In almost all cases that I have seen, campaign tracking could be moved from doPlugins() straight to DTM, be it into the Analytics Tool, or a PLR that fires everywhere.

Simply build a Data Element and specify that in the PLR or Tool. The DE can handle pretty much all the complexity you need.

If you’re using the Channel Manager plugin, handle it like group 1, with a doPlugins() method.

[screenshot]
Campaign Tracking in the Analytics Tool using a DE

TBD

There will be more to come, as I intend to show ways of building things that Jenn brings up.

Exception

There is one exception, where Jenn’s way is the only way: when you need to add a Module. The ActivityMap module is part of the Analytics code that DTM delivers out of the box, but things like the Media Module are not.
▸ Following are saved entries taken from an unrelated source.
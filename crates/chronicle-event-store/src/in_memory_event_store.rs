//! In-process implementation of the `EventStore` trait.

use std::collections::HashMap;

use async_trait::async_trait;
use tokio::sync::RwLock;
use uuid::Uuid;

use chronicle_core::error::DomainError;
use chronicle_core::event::CommittedEvent;
use chronicle_core::repository::EventStore;
use chronicle_core::snapshot::Snapshot;
use chronicle_core::stream::EventStream;

/// Event store keeping every stream and the latest snapshot per aggregate in
/// memory.
///
/// Appends are checked against the stream's current version, so two writers
/// starting from the same version cannot both succeed.
#[derive(Debug, Default)]
pub struct InMemoryEventStore {
    streams: RwLock<HashMap<Uuid, Vec<CommittedEvent>>>,
    snapshots: RwLock<HashMap<Uuid, Snapshot>>,
}

impl InMemoryEventStore {
    /// Creates an empty store.
    #[must_use]
    pub fn new() -> Self {
        Self::default()
    }

    /// Current version of an aggregate's stream, or 0 if it has none.
    pub async fn current_version(&self, source_id: Uuid) -> i64 {
        self.streams
            .read()
            .await
            .get(&source_id)
            .and_then(|events| events.last())
            .map_or(0, |event| event.sequence)
    }

    /// Version of the stored snapshot of an aggregate, if any.
    pub async fn snapshot_version(&self, source_id: Uuid) -> Option<i64> {
        self.snapshots
            .read()
            .await
            .get(&source_id)
            .map(|snapshot| snapshot.version)
    }
}

#[async_trait]
impl EventStore for InMemoryEventStore {
    async fn load_snapshot(&self, source_id: Uuid) -> Result<Option<Snapshot>, DomainError> {
        Ok(self.snapshots.read().await.get(&source_id).cloned())
    }

    async fn load_events(
        &self,
        source_id: Uuid,
        after_version: i64,
    ) -> Result<Vec<CommittedEvent>, DomainError> {
        let streams = self.streams.read().await;
        let events: Vec<CommittedEvent> = streams
            .get(&source_id)
            .map(|events| {
                events
                    .iter()
                    .filter(|event| event.sequence > after_version)
                    .cloned()
                    .collect()
            })
            .unwrap_or_default();

        tracing::debug!(%source_id, after_version, count = events.len(), "loaded events");
        Ok(events)
    }

    async fn append_events(
        &self,
        source_id: Uuid,
        expected_version: i64,
        events: &[CommittedEvent],
    ) -> Result<(), DomainError> {
        let batch = EventStream::new(source_id, events.to_vec())?;
        if batch.is_empty() {
            return Ok(());
        }

        let mut streams = self.streams.write().await;
        let stream = streams.entry(source_id).or_default();
        let actual = stream.last().map_or(0, |event| event.sequence);
        if actual != expected_version {
            tracing::debug!(
                %source_id,
                expected_version,
                actual,
                "rejected append on stale version"
            );
            return Err(DomainError::ConcurrencyConflict {
                aggregate_id: source_id,
                expected: expected_version,
                actual,
            });
        }

        if batch.from_version() != actual + 1 {
            return Err(DomainError::InvalidEventSequence {
                position: 0,
                expected: actual + 1,
                actual: batch.from_version(),
            });
        }

        stream.extend(batch.iter().cloned());
        tracing::debug!(
            %source_id,
            count = batch.len(),
            version = batch.to_version(),
            "appended events"
        );
        Ok(())
    }

    async fn save_snapshot(&self, snapshot: Snapshot) -> Result<(), DomainError> {
        let mut snapshots = self.snapshots.write().await;
        let source_id = snapshot.source_id;
        if snapshots
            .get(&source_id)
            .is_some_and(|existing| existing.version > snapshot.version)
        {
            tracing::debug!(%source_id, version = snapshot.version, "kept newer snapshot");
            return Ok(());
        }

        tracing::debug!(%source_id, version = snapshot.version, "saved snapshot");
        snapshots.insert(source_id, snapshot);
        Ok(())
    }
}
So if you need that specific module, better do what Jenn says.

But in all other cases, follow my approach.

Why?

I am putting all of my eggs into a single basket: there is nothing more important than the ability to quickly and routinely update the libraries.

Any solution that requires me or my customer to copy Javascript code from A to B is potentially … no, scratch that: it will cause missed or delayed updates, and to me that is as annoying as it is unnecessary.

Given that the s_code.js or AppMeasurement.js file has 4 sections, one of which comes from Adobe, it makes more than a little sense to split those parts apart. With a tag manager doing that for you, you’d be a fool not to!

9 thoughts on “Discussion – Customize Analytics in DTM

  1. Nice examples of what cannot be achieved easily via “standard DTM way” are s.products (especially when you use stuff like Merchandizing eVars) and in most cases hierarchies as well.